Dipartimento di Pediatria

e NPI, Sapienza,

Università di Roma




Introduzione

La prevalenza delle malattie allergiche è aumentata in questi ultimi decenni in tutto il mondo e soprattutto in età pediatrica si è assistito ad un incremento medio di circa il 10% nei casi di assenza di familiarità e fino al 20–30% nei casi con familiarità per malattie allergiche.1

I sintomi conseguono all’esposizione del soggetto precedentemente sensibilizzato agli allergeni causali che può avvenire per inalazione, ingestione, contatto o iniezione. La produzione di immunoglobuline E (IgE) specifiche e la loro peculiarità di legarsi selettivamente ai recettori dei mastociti e basofili fanno sì che, quando incontrano l’allergene, si inneschi una complessa cascata di segnalazioni intracellulari, seguite dal rilascio dei mediatori dell’infiammazione allergica.

La rapidità della risposta clinica – comparsa dei sintomi – a seguito della esposizione agli allergeni è considerata tradizionalmente uno dei criteri maggiori (criterio temporale) che suggerisce una reazione IgE mediata. Vedremo che questo non è sempre vero e che in alcune forme di orticaria, soprattutto nelle forme familiari e rare, vi sono molte eccezioni e i sintomi di anafilassi possono essere innescati anche da altri fattori e spesso si sviluppano nel contesto di malattie non IgE mediate.2




D’altro canto anche le malattie allergiche vere e proprie non si esauriscono nelle forme “pure” IgE-mediate e vi sono forme in cui la componente cellulo-mediata può essere importante, come tipicamente nella dermatite atopica o esclusiva, come nella dermatite da contatto e in altre dermatiti “rare”. Ma non solo, vi sono alcune forme di orticaria familiare, geneticamente determinata, che nulla hanno a che vedere con le forme allergiche classiche e rientrano nell’ambito delle immunodeficienze, dei difetti dell’immunità innata, come la orticaria familiare auto infiammatoria da freddo (FCAS), in cui il meccanismo di innesco è totalmente indipendente dalla infiammazione allergica e dipende invece da una alterazione dei meccanismi di regolazione della infiammazione.3

In queste poche pagine vorremmo fornire una panoramica su alcune malattie allergiche rare, come alcune forme di orticaria da freddo, la mastocitosi cutanea e la cheratocongiuntivite Vernal (VKC), i cui meccanismi patogenetici sono ancora in via di definizione e che, a dispetto della loro rarità, possono essere di osservazione negli ambulatori territoriali, ospedalieri e nei pronto soccorsi.

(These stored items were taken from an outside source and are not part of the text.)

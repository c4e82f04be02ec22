// ABOUTME: Block evaluators for IF, FOR, SET and import placeholders
// ABOUTME: Each evaluator receives the directive text and renders nested bodies through the renderer

pub mod assign;
pub mod conditional;
pub mod import;
pub mod loops;

use super::engine::Renderer;
use std::sync::Arc;

use super::error::Result;
use super::scope::Scope;

/// Render the trimmed text between two byte offsets of a block
fn render_body(renderer: &mut Renderer<'_>, block: &str, start: usize, end: usize, scope: &Arc<Scope>) -> Result<String> {
    let body = block.get(start..end).unwrap_or_default().trim();
    renderer.render(body, scope)
}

In tutte queste malattie la componente IgE è variamente espressa e può contribuire al quadro clinico, ma da sola non è sufficiente a spiegarne la patogenesi. Inoltre tendono a “mimare” nei sintomi malattie allergiche vere e proprie (la orticaria IgE mediata, da allergia alimentare o la congiuntivite allergica da pollini). Di fronte ad un bimbo con sintomi apparentemente allergici ma in cui o non si dimostra alcuna sensibilizzazione o l’allergene in causa non ne giustifica i sintomi, dobbiamo sempre prendere in considerazione la possibilità di una forma rara di non comune osservazione. La diagnosi e soprattutto la diagnosi differenziale non sono sempre facili e nel dubbio il rischio è quello di prevedere liste di esami spesso inutili o addirittura fuorvianti.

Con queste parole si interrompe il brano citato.